In 2010 developed countries committed to a goal of jointly mobilising USD 100 billion per year to support climate change mitigation and adaptation and address the needs of developing countries to adapt to climate change. One of the regions benefitting from this initiative is the Mediterranean region, which is very vulnerable to the impacts of global warming.
In order to obtain an overview of the climate finance flows to the Mediterranean region in 2016, the Secretariat of the Union for the Mediterranean (UfM) requested Climatekos to develop a study on climate finance flows to the region. The countries included in the assessment are Albania, Algeria, Bosnia-Herzegovina, Egypt, Israel, Jordan, Lebanon, Mauritania, Montenegro, Morocco, Palestine, Tunisia, and Turkey, as well as (to the extent possible) Libya and Syria. The focus of the analysis is on public funding of bilateral and multilateral donor institutions, whilst trying to contribute to the debates around leveraging private investments as well.
The results of the first phase of the study were presented at the meeting of the Regional Finance Cooperation Committee for Climate Action (RFCCA) on 26 May 2017 in Barcelona, hosted by the UfM Secretariat with the participation of international financial institutions and donors.
The study combines large amounts of data on finance flows and project information to provide a comprehensive picture of the climate finance channelled into the region. First results indicate there are countries with much higher finance flows, e.g. where large-scale renewable energy projects are located, such as Morocco, whereas very few are identified for countries like Algeria or Palestine, which have a special need for adaptation finance due to a high vulnerability to climate change.

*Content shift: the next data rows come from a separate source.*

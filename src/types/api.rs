//! Request and response bodies of the JSON API.

use chrono::{DateTime, Utc};
use serde::{Deserialize, Serialize};

use crate::db::{DbAdminUser, DbUser, SystemStatus};
use crate::service::cleanup::StaleSession;

#[derive(Debug, Deserialize, Serialize)]
pub struct RegisterRequest {
    #[serde(default)]
    pub username: String,
    #[serde(default)]
    pub email: Option<String>,
    #[serde(default)]
    pub password: String,
}

#[derive(Debug, Deserialize, Serialize)]
pub struct LoginRequest {
    #[serde(default)]
    pub email: Option<String>,
    #[serde(default)]
    pub username: Option<String>,
    #[serde(default)]
    pub password: String,
}

#[derive(Debug, Deserialize, Serialize)]
pub struct AdminCredentials {
    #[serde(default)]
    pub username: String,
    #[serde(default)]
    pub password: String,
}

#[derive(Debug, Clone, Serialize, Deserialize)]
#[serde(rename_all = "camelCase")]
pub struct PublicUser {
    pub id: String,
    pub username: String,
    #[serde(skip_serializing_if = "Option::is_none")]
    pub email: Option<String>,
}

impl From<&DbUser> for PublicUser {
    fn from(u: &DbUser) -> Self {
        Self {
            id: u.id.clone(),
            username: u.username.clone(),
            email: u.email.clone(),
        }
    }
}

#[derive(Debug, Serialize, Deserialize)]
pub struct UserAuthResponse {
    pub message: String,
    pub user: PublicUser,
}

#[derive(Debug, Serialize, Deserialize)]
#[serde(rename_all = "camelCase")]
pub struct MeUser {
    pub id: String,
    pub username: String,
    pub created_at: DateTime<Utc>,
}

#[derive(Debug, Serialize, Deserialize)]
pub struct MeResponse {
    pub user: MeUser,
}

#[derive(Debug, Clone, Serialize, Deserialize)]
pub struct PublicAdmin {
    pub id: String,
    pub username: String,
}

impl From<&DbAdminUser> for PublicAdmin {
    fn from(a: &DbAdminUser) -> Self {
        Self {
            id: a.id.clone(),
            username: a.username.clone(),
        }
    }
}

#[derive(Debug, Serialize, Deserialize)]
pub struct AdminAuthResponse {
    pub success: bool,
    pub admin: PublicAdmin,
}

#[derive(Debug, Serialize, Deserialize)]
pub struct SetupStatus {
    pub exists: bool,
    pub message: String,
}

#[derive(Debug, Serialize, Deserialize)]
pub struct SuccessResponse {
    pub success: bool,
}

impl SuccessResponse {
    pub fn ok() -> Self {
        Self { success: true }
    }
}

#[derive(Debug, Default, Deserialize, Serialize)]
pub struct CreateSessionRequest {
    #[serde(default)]
    pub name: Option<String>,
}

#[derive(Debug, Deserialize, Serialize)]
#[serde(rename_all = "camelCase")]
pub struct CreateMessageRequest {
    pub session_id: String,
    pub content: String,
}

#[derive(Debug, Deserialize, Serialize)]
pub struct UpdateMessageRequest {
    pub content: String,
}

/// Body of `POST /api/admin/system-status`; validated against [`SystemStatus`].
#[derive(Debug, Deserialize, Serialize)]
pub struct SetStatusRequest {
    pub status: String,
}

#[derive(Debug, Serialize, Deserialize)]
pub struct StatusResponse {
    pub status: SystemStatus,
    #[serde(default, skip_serializing_if = "Option::is_none")]
    pub message: Option<String>,
}

#[derive(Debug, Serialize)]
#[serde(rename_all = "camelCase")]
pub struct CleanupPreview {
    pub old_sessions: usize,
    pub sessions: Vec<StaleSession>,
}

#[derive(Debug, Serialize)]
#[serde(rename_all = "camelCase")]
pub struct CleanupResult {
    pub success: bool,
    pub deleted_sessions: u64,
}

#[derive(Debug, Serialize)]
#[serde(rename_all = "camelCase")]
pub struct HealthEnvironment {
    pub database_configured: bool,
    pub cleanup_enabled: bool,
}

#[derive(Debug, Serialize)]
pub struct HealthResponse {
    pub status: &'static str,
    pub timestamp: DateTime<Utc>,
    pub environment: HealthEnvironment,
}
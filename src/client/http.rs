use reqwest::{Client, Response};
use serde::Serialize;
use serde::de::DeserializeOwned;
use url::Url;

use crate::client::watcher::MessageSource;
use crate::db::{DbMessage, DbSession};
use crate::error::DeskError;
use crate::types::api::{
    CreateMessageRequest, CreateSessionRequest, LoginRequest, RegisterRequest, StatusResponse,
    UserAuthResponse,
};

/// End-user client for the desk API. Keeps the `user-auth` cookie between
/// calls, so `register` or `login` must come first.
#[derive(Clone)]
pub struct DeskClient {
    http: Client,
    base: Url,
}

impl DeskClient {
    pub fn new(base: Url) -> Result<Self, DeskError> {
        let http = Client::builder().cookie_store(true).build()?;
        Ok(Self { http, base })
    }

    pub async fn register(
        &self,
        username: &str,
        email: Option<&str>,
        password: &str,
    ) -> Result<UserAuthResponse, DeskError> {
        let body = RegisterRequest {
            username: username.to_string(),
            email: email.map(str::to_string),
            password: password.to_string(),
        };
        self.post("api/user/register", &body).await
    }

    pub async fn login(&self, email: &str, password: &str) -> Result<UserAuthResponse, DeskError> {
        let body = LoginRequest {
            email: Some(email.to_string()),
            username: None,
            password: password.to_string(),
        };
        self.post("api/user/auth", &body).await
    }

    pub async fn create_session(&self, name: Option<&str>) -> Result<DbSession, DeskError> {
        let body = CreateSessionRequest {
            name: name.map(str::to_string),
        };
        self.post("api/sessions", &body).await
    }

    pub async fn send_message(&self, session_id: &str, content: &str) -> Result<DbMessage, DeskError> {
        let body = CreateMessageRequest {
            session_id: session_id.to_string(),
            content: content.to_string(),
        };
        self.post("api/messages", &body).await
    }

    pub async fn messages(&self, session_id: &str) -> Result<Vec<DbMessage>, DeskError> {
        self.get(&format!("api/sessions/{session_id}/messages")).await
    }

    pub async fn system_status(&self) -> Result<StatusResponse, DeskError> {
        self.get("api/system-status").await
    }

    async fn get<T: DeserializeOwned>(&self, path: &str) -> Result<T, DeskError> {
        let resp = self.http.get(self.base.join(path)?).send().await?;
        Self::decode(resp).await
    }

    async fn post<B: Serialize, T: DeserializeOwned>(
        &self,
        path: &str,
        body: &B,
    ) -> Result<T, DeskError> {
        let resp = self
            .http
            .post(self.base.join(path)?)
            .json(body)
            .send()
            .await?;
        Self::decode(resp).await
    }

    async fn decode<T: DeserializeOwned>(resp: Response) -> Result<T, DeskError> {
        let status = resp.status();
        if !status.is_success() {
            return Err(DeskError::UnexpectedStatus(status));
        }
        Ok(resp.json::<T>().await?)
    }
}

impl MessageSource for DeskClient {
    async fn session_messages(&self, session_id: &str) -> Result<Vec<DbMessage>, DeskError> {
        self.messages(session_id).await
    }
}
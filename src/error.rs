use axum::{Json, http::StatusCode, response::IntoResponse};
use serde::{Deserialize, Serialize};
use sqlx::Error as SqlxError;
use thiserror::Error as ThisError;
use tracing::error;

#[derive(Debug, ThisError)]
pub enum DeskError {
    #[error("Database error: {0}")]
    DatabaseError(#[from] SqlxError),

    #[error("HTTP request error: {0}")]
    Reqwest(#[from] reqwest::Error),

    #[error("URL parse error: {0}")]
    UrlParse(#[from] url::ParseError),

    #[error("Password hashing error: {0}")]
    PasswordHash(String),

    #[error("Unauthorized")]
    Unauthorized,

    #[error("Invalid credentials")]
    InvalidCredentials,

    #[error("Bad request: {0}")]
    BadRequest(String),

    #[error("Request rejected ({status}): {message}")]
    Rejected { status: StatusCode, message: String },

    #[error("Not found: {0}")]
    NotFound(String),

    #[error("Unexpected response status: {0}")]
    UnexpectedStatus(StatusCode),

    #[error("Unexpected error: {0}")]
    UnexpectedError(String),
}

impl IntoResponse for DeskError {
    fn into_response(self) -> axum::response::Response {
        let (status, code, message) = match self {
            DeskError::DatabaseError(ref e) => {
                error!(error = %e, "database error");
                (
                    StatusCode::INTERNAL_SERVER_ERROR,
                    "INTERNAL_ERROR",
                    "An internal server error occurred.".to_string(),
                )
            }
            DeskError::PasswordHash(ref e) | DeskError::UnexpectedError(ref e) => {
                error!(error = %e, "internal error");
                (
                    StatusCode::INTERNAL_SERVER_ERROR,
                    "INTERNAL_ERROR",
                    "An internal server error occurred.".to_string(),
                )
            }
            DeskError::BadRequest(msg) => (StatusCode::BAD_REQUEST, "BAD_REQUEST", msg),
            DeskError::Rejected { status, message } => {
                let code = if status == StatusCode::PAYLOAD_TOO_LARGE {
                    "PAYLOAD_TOO_LARGE"
                } else {
                    "BAD_REQUEST"
                };
                (status, code, message)
            }
            DeskError::Unauthorized => (
                StatusCode::UNAUTHORIZED,
                "UNAUTHORIZED",
                "Authentication required.".to_string(),
            ),
            DeskError::InvalidCredentials => (
                StatusCode::UNAUTHORIZED,
                "UNAUTHORIZED",
                "Invalid credentials.".to_string(),
            ),
            DeskError::NotFound(what) => (
                StatusCode::NOT_FOUND,
                "NOT_FOUND",
                format!("{what} not found."),
            ),
            DeskError::Reqwest(_) | DeskError::UrlParse(_) | DeskError::UnexpectedStatus(_) => (
                StatusCode::BAD_GATEWAY,
                "BAD_GATEWAY",
                "Upstream service is unavailable.".to_string(),
            ),
        };
        let body = ApiErrorResponse {
            error: ApiErrorBody {
                code: code.to_string(),
                message,
            },
        };
        (status, Json(body)).into_response()
    }
}

/// Standardized API error response body
#[derive(Debug, Serialize, Deserialize)]
pub struct ApiErrorBody {
    pub code: String,
    pub message: String,
}

#[derive(Debug, Serialize, Deserialize)]
pub struct ApiErrorResponse {
    pub error: ApiErrorBody,
}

According to Climatekos’ Associate Consultant, Sabine Henders, who presented the study, “The meeting was an opportunity to emphasize that a few countries have been very successful in securing climate finance flows, whereas others seem to face barriers in accessing finance options.”
During the second phase of study further data will be collected, verified and analysed. This second phase will help to better understand some of the key issues around accessing and accounting for climate finance flows, here in the Mediterranean region.